• _Input_:
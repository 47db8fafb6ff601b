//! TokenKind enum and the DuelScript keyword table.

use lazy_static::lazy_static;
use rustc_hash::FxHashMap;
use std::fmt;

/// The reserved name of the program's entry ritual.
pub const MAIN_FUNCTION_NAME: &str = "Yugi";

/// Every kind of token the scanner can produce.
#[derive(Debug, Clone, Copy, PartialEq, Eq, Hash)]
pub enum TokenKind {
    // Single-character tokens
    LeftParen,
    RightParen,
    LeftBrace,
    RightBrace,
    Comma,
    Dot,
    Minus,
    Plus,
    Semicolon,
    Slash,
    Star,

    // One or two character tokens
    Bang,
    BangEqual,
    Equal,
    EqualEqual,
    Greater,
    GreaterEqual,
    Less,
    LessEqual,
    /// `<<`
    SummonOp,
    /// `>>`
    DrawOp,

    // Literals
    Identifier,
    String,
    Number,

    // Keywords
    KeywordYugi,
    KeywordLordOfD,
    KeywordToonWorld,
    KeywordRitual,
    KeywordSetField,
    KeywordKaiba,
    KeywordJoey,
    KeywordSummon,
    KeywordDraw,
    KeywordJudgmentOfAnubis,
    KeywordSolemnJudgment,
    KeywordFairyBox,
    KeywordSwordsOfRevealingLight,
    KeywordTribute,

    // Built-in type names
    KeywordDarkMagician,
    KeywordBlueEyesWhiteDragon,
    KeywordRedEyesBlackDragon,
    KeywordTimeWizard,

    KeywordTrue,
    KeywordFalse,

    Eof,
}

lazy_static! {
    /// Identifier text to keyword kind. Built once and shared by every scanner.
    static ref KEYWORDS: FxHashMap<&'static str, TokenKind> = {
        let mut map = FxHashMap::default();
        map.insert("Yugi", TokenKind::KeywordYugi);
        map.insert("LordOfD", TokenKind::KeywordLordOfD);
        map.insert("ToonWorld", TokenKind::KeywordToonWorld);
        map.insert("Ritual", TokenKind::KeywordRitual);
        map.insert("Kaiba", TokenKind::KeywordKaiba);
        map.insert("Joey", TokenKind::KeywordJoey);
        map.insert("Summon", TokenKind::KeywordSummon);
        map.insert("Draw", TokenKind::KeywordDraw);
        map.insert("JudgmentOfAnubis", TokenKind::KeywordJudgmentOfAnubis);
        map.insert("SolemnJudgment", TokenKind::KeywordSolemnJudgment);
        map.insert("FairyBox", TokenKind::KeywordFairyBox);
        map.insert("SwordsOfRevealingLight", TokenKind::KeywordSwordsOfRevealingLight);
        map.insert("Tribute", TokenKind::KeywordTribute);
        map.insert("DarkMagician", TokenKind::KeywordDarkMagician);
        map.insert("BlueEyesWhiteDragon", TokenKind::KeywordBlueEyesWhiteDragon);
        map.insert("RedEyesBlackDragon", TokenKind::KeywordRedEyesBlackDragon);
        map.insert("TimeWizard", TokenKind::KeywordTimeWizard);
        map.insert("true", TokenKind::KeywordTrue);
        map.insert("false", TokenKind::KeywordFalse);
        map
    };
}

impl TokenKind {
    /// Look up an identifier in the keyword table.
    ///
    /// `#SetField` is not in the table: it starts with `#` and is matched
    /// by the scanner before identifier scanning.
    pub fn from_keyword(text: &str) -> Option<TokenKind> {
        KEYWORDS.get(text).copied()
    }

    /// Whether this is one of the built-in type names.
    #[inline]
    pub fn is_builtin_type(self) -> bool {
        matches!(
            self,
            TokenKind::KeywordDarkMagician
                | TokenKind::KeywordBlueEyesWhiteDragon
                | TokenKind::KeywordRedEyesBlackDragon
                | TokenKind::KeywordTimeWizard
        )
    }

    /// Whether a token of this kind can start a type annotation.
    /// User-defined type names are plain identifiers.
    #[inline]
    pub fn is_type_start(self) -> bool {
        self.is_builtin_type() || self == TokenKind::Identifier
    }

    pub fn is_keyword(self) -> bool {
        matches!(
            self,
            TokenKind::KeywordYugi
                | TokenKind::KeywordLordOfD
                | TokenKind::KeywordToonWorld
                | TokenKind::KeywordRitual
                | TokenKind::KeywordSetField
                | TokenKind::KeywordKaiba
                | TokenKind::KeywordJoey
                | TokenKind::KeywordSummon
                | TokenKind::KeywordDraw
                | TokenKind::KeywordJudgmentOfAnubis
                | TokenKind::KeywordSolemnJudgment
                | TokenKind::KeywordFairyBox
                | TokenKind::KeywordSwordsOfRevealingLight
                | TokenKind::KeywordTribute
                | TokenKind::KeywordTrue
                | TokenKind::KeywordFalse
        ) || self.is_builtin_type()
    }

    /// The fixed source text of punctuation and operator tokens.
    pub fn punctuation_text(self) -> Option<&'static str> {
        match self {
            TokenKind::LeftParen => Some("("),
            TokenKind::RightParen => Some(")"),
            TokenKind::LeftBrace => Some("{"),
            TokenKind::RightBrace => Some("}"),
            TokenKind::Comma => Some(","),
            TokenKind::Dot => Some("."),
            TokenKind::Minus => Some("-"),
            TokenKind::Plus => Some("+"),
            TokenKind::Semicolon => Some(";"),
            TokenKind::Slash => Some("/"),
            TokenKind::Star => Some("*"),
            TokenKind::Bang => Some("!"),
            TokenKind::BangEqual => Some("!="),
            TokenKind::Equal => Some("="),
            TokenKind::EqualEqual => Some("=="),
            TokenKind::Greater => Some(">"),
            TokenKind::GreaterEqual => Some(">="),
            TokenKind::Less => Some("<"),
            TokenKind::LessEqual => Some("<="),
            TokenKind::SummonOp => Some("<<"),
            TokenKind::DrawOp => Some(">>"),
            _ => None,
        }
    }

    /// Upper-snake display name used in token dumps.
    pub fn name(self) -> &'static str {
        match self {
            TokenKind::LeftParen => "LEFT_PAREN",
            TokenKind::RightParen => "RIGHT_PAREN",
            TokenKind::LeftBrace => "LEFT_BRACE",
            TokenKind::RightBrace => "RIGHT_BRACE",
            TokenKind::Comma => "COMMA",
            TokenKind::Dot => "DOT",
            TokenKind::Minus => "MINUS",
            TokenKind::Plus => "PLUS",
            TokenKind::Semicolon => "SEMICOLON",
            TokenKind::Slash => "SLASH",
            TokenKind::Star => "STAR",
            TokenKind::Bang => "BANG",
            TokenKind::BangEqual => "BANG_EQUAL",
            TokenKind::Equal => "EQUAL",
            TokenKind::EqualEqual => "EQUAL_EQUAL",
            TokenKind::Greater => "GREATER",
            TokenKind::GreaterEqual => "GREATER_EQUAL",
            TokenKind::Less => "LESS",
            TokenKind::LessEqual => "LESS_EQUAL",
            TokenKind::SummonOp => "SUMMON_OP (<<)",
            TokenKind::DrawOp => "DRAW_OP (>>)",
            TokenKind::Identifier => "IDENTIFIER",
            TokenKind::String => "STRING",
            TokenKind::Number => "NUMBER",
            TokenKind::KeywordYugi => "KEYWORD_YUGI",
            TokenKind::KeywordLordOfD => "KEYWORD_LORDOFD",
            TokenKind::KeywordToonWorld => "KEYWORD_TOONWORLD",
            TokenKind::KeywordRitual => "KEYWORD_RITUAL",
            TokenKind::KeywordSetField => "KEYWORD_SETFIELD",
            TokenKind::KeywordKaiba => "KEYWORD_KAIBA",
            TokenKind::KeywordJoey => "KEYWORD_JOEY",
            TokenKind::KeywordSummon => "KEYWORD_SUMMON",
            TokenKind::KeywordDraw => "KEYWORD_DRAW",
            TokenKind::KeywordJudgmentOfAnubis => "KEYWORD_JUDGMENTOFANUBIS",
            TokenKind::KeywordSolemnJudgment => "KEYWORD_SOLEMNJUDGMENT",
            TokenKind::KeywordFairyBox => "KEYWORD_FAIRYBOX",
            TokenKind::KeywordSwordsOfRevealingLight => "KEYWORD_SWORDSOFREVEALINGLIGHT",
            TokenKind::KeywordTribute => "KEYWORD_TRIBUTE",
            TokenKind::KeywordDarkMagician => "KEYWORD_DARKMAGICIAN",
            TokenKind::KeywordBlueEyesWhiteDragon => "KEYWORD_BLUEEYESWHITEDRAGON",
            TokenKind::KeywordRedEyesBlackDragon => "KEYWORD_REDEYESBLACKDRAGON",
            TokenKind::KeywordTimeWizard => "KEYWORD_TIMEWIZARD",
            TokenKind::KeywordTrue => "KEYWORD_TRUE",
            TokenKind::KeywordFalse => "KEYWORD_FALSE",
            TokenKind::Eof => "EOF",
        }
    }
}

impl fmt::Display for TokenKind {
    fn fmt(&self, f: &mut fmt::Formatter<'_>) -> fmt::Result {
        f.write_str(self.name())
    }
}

==

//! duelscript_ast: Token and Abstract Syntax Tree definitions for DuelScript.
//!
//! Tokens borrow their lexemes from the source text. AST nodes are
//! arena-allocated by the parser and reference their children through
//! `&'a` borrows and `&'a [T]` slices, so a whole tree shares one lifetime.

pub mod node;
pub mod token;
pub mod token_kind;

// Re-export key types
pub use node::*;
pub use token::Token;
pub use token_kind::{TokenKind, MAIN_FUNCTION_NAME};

* * *

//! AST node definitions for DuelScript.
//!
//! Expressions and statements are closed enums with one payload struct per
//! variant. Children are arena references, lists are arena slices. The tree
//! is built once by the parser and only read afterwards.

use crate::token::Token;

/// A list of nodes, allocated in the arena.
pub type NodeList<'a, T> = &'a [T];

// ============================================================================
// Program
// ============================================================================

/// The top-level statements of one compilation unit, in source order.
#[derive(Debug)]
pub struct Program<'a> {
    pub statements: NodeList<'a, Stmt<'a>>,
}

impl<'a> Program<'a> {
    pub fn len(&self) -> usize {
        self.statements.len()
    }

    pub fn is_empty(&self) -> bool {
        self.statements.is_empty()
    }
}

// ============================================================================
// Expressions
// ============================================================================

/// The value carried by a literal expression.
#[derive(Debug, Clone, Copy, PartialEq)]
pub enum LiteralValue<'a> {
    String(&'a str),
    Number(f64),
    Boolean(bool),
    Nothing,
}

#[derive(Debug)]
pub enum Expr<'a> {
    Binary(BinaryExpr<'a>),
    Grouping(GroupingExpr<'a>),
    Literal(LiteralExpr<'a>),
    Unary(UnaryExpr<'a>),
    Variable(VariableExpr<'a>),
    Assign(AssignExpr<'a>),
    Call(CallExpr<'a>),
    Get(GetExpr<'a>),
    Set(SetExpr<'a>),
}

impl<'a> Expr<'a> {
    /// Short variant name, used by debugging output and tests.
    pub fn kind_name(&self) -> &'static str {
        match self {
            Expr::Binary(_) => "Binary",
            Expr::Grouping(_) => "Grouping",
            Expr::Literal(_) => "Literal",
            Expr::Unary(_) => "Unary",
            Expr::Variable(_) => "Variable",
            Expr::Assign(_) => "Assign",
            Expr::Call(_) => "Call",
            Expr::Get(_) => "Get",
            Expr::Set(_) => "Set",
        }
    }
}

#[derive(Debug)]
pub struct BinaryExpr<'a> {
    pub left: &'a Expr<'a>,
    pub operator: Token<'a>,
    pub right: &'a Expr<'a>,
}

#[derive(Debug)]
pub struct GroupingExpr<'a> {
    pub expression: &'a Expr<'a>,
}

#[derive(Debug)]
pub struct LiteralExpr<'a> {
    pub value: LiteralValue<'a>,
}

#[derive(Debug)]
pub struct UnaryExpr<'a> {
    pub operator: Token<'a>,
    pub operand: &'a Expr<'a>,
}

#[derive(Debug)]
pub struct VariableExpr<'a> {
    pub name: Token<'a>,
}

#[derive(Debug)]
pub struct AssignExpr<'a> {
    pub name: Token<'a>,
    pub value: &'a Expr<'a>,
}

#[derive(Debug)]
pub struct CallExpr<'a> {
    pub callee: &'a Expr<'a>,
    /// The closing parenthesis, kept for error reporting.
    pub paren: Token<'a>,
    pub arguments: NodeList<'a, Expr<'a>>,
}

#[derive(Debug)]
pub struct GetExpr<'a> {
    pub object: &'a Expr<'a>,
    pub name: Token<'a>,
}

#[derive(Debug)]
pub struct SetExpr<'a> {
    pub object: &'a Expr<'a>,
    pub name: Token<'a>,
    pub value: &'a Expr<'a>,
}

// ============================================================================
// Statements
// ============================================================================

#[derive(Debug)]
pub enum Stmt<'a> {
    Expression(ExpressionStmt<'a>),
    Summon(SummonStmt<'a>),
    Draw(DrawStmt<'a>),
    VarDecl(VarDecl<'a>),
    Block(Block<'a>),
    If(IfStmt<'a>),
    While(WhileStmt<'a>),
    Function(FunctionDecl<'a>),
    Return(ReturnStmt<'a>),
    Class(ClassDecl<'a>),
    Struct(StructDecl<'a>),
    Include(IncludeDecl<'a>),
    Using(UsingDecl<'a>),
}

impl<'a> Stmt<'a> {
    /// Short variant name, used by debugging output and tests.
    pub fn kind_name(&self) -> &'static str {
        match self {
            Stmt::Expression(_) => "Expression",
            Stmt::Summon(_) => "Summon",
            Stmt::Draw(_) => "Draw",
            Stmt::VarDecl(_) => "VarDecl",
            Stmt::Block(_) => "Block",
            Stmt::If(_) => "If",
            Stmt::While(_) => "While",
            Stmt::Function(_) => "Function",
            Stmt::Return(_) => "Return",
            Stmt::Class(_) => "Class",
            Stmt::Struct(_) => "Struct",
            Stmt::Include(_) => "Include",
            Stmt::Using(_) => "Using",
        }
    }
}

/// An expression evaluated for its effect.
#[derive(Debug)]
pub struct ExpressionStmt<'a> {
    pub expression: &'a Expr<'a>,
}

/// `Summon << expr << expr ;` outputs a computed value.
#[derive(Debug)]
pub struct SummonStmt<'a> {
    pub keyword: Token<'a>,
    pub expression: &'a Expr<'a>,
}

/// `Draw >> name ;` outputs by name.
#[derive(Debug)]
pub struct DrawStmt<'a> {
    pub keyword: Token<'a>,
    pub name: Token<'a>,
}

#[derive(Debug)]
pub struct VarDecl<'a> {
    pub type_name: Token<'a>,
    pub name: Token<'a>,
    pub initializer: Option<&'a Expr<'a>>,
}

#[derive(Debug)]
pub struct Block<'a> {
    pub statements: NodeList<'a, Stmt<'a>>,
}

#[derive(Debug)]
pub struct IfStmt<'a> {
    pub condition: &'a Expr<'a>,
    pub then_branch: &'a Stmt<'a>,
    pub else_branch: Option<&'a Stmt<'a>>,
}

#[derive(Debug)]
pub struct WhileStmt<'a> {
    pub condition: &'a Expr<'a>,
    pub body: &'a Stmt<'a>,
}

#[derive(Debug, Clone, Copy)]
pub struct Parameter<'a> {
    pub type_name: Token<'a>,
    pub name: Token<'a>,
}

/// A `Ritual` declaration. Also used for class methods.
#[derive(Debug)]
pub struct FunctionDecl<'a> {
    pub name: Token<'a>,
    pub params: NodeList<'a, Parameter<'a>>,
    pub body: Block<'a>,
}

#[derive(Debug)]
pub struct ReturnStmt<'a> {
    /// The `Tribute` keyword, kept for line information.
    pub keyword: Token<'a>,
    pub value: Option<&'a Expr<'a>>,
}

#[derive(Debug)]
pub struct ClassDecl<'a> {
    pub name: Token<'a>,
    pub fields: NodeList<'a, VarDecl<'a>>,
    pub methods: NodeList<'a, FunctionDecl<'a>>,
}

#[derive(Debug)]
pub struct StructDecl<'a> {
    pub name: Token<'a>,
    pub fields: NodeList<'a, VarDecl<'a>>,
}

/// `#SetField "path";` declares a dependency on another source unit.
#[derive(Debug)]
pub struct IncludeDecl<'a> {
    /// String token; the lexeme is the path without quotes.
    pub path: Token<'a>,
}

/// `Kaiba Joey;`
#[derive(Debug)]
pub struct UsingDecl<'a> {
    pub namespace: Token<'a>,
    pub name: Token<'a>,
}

• _Action item_:
Search the material above for the word "KeywordRitual", then copy each line that holds it.

• _The completed task_:
    KeywordRitual,
        map.insert("Ritual", TokenKind::KeywordRitual);
                | TokenKind::KeywordRitual
            TokenKind::KeywordRitual => "KEYWORD_RITUAL",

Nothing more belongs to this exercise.